-- Opening Marker --
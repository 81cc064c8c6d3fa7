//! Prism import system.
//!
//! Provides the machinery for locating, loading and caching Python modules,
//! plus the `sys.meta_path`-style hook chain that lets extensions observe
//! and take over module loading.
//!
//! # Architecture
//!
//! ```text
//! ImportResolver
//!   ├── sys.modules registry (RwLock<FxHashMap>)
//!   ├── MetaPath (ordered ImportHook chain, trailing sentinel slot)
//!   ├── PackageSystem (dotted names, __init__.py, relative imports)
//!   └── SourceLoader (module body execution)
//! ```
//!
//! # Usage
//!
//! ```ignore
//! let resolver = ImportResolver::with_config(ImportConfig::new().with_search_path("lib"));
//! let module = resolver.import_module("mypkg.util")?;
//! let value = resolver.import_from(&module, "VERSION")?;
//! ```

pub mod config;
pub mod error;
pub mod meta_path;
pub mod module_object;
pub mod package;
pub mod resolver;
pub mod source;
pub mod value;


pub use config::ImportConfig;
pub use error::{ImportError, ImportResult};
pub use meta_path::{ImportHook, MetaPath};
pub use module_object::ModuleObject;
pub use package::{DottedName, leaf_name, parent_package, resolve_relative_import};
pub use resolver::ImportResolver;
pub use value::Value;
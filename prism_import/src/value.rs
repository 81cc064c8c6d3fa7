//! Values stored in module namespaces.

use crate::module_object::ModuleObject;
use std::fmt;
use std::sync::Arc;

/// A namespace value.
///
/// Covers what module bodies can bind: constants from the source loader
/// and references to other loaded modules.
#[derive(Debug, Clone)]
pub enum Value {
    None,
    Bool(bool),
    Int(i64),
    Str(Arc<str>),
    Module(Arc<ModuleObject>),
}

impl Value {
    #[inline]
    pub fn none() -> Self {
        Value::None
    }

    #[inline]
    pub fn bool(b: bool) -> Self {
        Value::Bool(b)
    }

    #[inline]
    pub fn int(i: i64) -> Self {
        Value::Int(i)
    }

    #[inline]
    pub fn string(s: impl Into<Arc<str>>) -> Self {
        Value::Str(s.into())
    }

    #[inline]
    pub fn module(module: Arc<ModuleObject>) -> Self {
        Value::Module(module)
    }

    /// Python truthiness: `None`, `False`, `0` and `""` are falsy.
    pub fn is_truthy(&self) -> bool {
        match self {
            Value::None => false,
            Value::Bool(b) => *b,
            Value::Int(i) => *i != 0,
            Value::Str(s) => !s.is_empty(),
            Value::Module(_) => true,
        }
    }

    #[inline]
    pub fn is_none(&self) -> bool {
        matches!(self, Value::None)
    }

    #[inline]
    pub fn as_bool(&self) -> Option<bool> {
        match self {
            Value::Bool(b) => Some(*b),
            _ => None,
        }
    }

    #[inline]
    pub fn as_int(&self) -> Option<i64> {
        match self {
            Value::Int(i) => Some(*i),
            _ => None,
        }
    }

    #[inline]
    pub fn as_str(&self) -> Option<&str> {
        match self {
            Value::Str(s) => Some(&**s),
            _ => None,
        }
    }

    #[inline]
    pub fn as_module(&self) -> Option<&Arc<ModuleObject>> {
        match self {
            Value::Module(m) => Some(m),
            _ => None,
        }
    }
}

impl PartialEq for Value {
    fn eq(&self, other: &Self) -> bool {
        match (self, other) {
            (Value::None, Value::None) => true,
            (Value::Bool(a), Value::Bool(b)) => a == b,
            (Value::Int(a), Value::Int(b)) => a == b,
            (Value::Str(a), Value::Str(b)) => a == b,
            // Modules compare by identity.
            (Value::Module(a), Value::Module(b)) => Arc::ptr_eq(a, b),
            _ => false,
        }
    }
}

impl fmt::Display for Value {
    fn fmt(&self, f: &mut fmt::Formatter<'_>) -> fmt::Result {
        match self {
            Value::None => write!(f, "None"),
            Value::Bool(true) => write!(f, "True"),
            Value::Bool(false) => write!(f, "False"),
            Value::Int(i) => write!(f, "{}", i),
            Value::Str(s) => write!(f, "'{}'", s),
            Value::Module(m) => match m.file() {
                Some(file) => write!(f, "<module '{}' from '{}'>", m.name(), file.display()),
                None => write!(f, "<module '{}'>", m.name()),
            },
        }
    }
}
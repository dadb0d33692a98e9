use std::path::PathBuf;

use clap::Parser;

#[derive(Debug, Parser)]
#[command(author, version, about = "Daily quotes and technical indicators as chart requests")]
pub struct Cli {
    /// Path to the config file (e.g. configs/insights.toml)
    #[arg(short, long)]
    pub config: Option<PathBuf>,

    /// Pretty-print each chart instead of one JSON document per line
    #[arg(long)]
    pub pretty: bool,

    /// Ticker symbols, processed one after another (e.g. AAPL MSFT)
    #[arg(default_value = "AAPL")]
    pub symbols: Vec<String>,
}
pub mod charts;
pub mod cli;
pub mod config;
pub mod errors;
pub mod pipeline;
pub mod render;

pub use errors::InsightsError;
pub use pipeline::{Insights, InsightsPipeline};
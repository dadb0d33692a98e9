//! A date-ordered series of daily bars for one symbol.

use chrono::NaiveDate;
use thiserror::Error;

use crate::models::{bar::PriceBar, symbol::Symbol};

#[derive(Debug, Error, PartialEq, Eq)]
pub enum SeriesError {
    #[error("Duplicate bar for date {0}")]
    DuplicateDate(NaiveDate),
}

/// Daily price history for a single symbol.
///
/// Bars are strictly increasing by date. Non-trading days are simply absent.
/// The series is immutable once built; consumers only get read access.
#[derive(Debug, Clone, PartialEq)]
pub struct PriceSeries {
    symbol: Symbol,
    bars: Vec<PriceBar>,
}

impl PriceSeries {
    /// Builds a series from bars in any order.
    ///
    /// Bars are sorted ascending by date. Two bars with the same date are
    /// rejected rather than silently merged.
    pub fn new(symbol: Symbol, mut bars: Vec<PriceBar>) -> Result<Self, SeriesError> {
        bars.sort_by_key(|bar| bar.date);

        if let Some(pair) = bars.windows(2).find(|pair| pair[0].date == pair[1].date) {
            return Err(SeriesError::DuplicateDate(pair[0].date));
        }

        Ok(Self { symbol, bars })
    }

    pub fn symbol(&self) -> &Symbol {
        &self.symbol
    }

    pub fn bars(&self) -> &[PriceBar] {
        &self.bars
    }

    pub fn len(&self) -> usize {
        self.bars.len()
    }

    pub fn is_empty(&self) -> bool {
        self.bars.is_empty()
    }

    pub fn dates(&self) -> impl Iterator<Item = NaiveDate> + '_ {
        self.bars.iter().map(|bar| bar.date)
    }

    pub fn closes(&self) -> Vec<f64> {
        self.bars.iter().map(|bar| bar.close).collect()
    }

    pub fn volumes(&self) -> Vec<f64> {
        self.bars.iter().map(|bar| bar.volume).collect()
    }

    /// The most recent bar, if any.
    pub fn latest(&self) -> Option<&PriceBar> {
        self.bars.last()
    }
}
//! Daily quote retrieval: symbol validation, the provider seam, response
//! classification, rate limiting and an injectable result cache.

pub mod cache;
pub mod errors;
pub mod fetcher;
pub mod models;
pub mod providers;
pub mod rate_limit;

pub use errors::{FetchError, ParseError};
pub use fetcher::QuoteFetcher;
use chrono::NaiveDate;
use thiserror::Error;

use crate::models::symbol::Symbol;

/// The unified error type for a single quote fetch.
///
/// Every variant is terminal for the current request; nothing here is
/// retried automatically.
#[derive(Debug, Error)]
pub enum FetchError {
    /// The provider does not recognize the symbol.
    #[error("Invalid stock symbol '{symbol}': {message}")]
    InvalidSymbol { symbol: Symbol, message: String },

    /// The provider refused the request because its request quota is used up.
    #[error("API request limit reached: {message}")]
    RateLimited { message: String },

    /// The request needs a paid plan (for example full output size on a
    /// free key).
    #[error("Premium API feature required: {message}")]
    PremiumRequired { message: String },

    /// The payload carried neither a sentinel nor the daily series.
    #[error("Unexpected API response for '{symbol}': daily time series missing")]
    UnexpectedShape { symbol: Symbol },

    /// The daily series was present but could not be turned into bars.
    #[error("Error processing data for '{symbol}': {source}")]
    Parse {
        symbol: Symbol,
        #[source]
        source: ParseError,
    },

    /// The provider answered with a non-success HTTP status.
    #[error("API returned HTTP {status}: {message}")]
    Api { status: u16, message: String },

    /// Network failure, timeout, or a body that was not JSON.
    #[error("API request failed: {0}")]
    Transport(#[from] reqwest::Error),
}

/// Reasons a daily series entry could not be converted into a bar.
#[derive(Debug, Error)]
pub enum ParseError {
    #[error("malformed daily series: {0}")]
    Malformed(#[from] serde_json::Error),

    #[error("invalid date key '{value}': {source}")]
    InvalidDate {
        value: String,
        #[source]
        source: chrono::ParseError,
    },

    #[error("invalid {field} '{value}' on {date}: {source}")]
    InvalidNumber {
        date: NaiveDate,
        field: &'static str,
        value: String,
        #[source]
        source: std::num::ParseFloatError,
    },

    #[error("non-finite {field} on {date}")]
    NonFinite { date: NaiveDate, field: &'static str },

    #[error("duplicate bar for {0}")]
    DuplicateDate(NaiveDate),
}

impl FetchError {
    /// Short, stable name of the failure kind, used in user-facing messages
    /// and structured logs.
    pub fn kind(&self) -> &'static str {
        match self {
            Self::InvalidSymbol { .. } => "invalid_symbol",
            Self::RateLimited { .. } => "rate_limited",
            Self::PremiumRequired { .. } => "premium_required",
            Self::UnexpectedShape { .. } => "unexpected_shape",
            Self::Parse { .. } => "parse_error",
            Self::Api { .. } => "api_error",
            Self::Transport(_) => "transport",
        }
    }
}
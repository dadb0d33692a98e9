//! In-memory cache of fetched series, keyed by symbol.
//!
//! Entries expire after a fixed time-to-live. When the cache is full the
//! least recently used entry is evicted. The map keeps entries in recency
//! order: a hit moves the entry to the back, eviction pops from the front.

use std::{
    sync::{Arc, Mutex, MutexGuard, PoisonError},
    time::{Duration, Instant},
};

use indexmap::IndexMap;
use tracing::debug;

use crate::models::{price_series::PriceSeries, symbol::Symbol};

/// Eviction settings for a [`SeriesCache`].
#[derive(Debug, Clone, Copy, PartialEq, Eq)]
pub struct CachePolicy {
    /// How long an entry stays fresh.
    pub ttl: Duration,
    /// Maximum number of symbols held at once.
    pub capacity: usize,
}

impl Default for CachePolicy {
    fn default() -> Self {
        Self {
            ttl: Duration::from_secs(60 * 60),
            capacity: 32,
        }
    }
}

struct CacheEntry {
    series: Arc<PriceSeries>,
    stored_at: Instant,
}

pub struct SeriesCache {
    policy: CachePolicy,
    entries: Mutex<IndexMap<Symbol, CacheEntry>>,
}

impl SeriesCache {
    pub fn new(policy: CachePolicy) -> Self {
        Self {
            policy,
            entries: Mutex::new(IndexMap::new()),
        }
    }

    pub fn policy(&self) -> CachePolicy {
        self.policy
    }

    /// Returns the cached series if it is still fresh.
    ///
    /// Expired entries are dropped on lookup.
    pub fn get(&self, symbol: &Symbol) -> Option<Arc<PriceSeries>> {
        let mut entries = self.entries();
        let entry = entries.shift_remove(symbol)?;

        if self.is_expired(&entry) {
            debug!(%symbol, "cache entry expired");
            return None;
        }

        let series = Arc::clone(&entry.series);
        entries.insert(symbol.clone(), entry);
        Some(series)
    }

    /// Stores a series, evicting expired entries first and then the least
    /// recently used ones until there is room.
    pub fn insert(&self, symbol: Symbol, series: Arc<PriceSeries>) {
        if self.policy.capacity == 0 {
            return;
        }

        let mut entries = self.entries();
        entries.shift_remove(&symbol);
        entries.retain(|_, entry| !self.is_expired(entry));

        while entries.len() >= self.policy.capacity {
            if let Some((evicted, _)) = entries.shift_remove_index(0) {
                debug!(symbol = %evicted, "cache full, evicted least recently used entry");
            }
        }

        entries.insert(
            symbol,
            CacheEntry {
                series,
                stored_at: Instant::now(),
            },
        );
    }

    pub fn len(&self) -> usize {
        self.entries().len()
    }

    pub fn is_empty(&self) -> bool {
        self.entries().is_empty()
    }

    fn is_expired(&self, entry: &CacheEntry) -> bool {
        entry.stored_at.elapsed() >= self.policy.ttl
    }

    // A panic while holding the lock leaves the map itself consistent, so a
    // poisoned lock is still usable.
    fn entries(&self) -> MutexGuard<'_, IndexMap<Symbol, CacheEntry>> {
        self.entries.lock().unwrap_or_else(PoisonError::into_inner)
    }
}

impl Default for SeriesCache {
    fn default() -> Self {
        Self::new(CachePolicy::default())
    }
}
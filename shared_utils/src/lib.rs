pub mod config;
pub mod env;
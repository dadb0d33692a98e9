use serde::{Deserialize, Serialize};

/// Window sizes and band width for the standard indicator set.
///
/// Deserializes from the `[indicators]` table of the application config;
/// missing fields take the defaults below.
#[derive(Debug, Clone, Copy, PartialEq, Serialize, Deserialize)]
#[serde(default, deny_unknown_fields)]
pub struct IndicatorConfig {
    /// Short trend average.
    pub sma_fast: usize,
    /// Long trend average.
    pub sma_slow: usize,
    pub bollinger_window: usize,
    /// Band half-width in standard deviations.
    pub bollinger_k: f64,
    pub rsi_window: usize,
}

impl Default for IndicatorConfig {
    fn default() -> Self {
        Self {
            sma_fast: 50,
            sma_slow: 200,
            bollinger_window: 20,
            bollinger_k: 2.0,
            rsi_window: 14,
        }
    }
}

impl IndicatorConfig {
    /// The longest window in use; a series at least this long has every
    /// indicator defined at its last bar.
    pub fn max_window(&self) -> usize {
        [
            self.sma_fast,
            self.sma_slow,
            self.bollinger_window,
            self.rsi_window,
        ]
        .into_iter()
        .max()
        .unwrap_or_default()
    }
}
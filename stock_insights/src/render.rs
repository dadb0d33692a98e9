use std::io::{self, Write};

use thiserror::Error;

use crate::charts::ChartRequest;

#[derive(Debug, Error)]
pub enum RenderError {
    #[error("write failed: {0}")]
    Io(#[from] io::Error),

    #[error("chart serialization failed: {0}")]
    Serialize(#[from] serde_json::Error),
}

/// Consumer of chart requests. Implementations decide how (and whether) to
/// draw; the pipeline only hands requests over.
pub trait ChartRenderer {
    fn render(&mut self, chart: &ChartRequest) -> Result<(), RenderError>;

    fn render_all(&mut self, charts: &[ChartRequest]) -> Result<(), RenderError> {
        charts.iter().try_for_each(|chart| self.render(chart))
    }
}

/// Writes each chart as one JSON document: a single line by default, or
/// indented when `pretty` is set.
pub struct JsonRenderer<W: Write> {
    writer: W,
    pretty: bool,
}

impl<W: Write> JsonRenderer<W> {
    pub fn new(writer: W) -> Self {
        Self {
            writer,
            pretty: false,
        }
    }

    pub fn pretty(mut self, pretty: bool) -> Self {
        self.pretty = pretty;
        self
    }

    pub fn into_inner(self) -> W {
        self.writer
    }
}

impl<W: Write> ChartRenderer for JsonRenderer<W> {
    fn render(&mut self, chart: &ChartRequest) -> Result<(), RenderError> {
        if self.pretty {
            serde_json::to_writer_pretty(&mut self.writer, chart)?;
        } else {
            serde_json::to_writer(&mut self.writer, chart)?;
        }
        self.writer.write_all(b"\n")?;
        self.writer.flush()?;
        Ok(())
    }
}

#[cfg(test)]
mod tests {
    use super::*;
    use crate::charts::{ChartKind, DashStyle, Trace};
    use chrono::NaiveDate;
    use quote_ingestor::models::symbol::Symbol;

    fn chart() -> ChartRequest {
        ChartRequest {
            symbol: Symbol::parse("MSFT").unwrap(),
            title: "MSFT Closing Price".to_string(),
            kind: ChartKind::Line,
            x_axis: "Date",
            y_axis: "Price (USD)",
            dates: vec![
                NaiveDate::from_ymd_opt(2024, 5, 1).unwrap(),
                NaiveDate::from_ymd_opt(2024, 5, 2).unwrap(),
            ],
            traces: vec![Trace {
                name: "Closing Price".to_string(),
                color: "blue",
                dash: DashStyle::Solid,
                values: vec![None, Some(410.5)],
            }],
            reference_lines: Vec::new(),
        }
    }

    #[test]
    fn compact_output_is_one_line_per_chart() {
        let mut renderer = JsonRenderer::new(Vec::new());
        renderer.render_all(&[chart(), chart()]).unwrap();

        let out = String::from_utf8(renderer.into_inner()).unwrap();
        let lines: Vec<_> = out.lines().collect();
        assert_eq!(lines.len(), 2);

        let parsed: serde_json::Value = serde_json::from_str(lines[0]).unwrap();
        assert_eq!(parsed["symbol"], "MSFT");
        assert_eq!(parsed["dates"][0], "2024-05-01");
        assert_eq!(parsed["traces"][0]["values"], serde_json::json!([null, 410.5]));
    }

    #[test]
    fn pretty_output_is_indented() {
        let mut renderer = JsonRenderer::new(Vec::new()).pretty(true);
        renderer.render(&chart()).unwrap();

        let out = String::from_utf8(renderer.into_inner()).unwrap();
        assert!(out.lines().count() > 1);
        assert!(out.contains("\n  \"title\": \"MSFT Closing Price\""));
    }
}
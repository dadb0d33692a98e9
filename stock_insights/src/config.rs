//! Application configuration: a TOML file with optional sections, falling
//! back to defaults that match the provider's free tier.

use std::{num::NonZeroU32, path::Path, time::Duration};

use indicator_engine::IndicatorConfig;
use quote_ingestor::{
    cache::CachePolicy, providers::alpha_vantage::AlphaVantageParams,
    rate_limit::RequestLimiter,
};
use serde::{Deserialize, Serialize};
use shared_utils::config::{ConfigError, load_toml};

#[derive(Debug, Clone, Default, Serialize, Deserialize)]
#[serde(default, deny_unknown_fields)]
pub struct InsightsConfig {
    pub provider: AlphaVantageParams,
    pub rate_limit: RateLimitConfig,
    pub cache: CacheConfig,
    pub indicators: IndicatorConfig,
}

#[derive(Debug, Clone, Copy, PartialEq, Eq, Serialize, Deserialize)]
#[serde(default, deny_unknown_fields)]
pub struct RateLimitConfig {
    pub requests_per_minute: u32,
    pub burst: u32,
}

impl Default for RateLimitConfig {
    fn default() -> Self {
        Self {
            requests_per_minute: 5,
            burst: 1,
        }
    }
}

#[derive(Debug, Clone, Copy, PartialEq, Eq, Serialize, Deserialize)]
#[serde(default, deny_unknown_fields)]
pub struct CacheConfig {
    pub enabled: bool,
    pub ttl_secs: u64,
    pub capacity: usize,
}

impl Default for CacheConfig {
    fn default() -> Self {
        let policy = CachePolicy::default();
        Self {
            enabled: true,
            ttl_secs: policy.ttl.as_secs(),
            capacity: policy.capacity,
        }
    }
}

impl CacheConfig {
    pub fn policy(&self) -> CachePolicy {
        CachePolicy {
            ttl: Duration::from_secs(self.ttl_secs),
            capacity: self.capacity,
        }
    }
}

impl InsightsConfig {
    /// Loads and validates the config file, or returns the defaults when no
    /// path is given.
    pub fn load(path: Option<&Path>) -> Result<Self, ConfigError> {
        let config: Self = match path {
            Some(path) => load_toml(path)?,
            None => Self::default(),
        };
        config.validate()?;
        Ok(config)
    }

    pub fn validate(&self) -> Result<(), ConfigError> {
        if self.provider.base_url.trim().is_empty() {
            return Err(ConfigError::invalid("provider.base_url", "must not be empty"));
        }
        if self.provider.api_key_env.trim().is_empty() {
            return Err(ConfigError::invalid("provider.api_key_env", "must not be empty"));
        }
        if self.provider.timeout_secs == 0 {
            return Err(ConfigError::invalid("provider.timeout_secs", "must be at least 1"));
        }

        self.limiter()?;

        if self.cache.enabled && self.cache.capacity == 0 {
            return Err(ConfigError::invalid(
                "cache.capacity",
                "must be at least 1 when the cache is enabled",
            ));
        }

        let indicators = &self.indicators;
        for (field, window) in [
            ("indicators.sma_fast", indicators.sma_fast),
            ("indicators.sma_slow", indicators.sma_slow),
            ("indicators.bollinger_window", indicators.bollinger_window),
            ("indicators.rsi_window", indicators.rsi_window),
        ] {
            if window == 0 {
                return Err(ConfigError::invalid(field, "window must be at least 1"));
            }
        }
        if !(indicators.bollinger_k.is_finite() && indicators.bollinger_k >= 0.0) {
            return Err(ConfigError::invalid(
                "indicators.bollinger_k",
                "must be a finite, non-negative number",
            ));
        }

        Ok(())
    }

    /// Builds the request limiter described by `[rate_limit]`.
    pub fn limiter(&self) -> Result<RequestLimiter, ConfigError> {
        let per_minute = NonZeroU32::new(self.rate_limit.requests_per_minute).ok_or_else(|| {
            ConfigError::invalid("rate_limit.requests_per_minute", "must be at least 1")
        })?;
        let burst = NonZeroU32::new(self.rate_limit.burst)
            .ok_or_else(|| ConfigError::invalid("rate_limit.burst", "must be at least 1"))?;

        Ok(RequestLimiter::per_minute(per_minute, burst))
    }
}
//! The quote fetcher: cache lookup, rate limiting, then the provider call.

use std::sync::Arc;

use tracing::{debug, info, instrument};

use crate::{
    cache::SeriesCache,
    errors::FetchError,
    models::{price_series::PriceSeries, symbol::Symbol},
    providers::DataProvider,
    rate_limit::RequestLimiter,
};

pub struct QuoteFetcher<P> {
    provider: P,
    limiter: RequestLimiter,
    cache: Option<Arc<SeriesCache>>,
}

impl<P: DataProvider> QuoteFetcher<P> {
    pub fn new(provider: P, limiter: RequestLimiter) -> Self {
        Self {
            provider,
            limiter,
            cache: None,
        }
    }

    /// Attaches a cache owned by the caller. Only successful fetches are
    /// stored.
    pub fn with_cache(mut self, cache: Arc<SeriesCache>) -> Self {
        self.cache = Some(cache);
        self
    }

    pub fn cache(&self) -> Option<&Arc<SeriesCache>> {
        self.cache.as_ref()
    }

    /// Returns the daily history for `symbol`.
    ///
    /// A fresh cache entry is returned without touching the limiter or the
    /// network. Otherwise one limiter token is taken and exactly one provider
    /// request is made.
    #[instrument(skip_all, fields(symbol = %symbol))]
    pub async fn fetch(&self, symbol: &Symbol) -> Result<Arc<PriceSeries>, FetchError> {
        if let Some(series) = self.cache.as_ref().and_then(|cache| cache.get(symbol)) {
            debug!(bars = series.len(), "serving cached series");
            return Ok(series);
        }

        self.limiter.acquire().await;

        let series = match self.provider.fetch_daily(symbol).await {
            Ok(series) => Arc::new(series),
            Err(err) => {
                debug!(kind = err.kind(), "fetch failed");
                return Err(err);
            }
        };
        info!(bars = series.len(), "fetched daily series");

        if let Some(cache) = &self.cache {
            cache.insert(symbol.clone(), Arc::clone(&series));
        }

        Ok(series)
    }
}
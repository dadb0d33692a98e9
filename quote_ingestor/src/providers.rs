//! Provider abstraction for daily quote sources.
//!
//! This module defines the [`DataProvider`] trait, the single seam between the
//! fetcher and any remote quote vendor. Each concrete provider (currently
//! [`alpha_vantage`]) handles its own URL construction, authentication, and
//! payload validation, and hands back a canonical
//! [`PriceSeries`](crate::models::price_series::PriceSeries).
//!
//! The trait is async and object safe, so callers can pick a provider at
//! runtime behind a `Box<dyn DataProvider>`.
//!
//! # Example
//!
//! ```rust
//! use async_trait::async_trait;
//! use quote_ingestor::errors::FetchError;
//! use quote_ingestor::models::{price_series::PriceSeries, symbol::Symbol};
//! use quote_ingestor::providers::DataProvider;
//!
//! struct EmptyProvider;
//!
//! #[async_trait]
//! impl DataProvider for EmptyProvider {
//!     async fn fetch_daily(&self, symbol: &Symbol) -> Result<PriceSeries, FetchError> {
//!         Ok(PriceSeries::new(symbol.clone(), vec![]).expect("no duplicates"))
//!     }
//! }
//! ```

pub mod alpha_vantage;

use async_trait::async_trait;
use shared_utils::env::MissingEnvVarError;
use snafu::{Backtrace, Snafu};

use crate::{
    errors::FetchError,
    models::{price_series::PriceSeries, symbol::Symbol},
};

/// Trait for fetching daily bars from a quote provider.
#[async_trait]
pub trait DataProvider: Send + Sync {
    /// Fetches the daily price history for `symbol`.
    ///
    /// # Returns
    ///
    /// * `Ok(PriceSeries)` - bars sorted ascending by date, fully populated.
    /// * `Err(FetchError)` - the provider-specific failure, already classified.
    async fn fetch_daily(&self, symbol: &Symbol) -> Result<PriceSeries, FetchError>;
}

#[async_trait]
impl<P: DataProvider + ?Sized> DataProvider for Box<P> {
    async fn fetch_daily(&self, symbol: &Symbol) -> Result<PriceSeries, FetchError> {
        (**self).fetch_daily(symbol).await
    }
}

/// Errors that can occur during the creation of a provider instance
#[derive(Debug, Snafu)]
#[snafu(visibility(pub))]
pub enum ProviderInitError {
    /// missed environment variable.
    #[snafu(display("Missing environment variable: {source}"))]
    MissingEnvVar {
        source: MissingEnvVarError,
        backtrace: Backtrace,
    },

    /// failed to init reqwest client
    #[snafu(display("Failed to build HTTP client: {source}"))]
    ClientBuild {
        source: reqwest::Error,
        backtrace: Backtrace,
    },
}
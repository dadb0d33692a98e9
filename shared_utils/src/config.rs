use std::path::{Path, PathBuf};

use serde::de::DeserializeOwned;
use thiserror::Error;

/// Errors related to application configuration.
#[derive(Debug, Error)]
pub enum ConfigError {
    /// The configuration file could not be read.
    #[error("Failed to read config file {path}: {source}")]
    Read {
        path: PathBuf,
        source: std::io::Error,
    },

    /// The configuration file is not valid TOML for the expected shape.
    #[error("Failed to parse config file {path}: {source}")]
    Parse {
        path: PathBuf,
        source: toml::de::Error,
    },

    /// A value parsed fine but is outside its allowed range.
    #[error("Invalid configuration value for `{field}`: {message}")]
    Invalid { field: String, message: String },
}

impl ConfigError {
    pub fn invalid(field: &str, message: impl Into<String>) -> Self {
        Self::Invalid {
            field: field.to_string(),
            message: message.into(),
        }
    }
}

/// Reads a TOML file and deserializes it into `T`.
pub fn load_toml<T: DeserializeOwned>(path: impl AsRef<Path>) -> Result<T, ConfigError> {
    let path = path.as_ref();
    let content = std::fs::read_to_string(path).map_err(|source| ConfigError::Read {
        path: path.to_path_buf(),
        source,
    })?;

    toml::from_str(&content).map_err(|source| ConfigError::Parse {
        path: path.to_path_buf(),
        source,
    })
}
-- Closing Marker --
About this task: Only one stretch of the entries above is wanted: the lines from the one containing "cache.insert(symbol.clone(), Arc::clone(&series));" through the one containing "seam between the". Please reproduce it exactly.

Problem solution:
            cache.insert(symbol.clone(), Arc::clone(&series));
        }

        Ok(series)
    }
}
repository dadb0d33692a98e9
filename quote_ingestor/src/providers.rs
//! Provider abstraction for daily quote sources.
//!
//! This module defines the [`DataProvider`] trait, the single seam between the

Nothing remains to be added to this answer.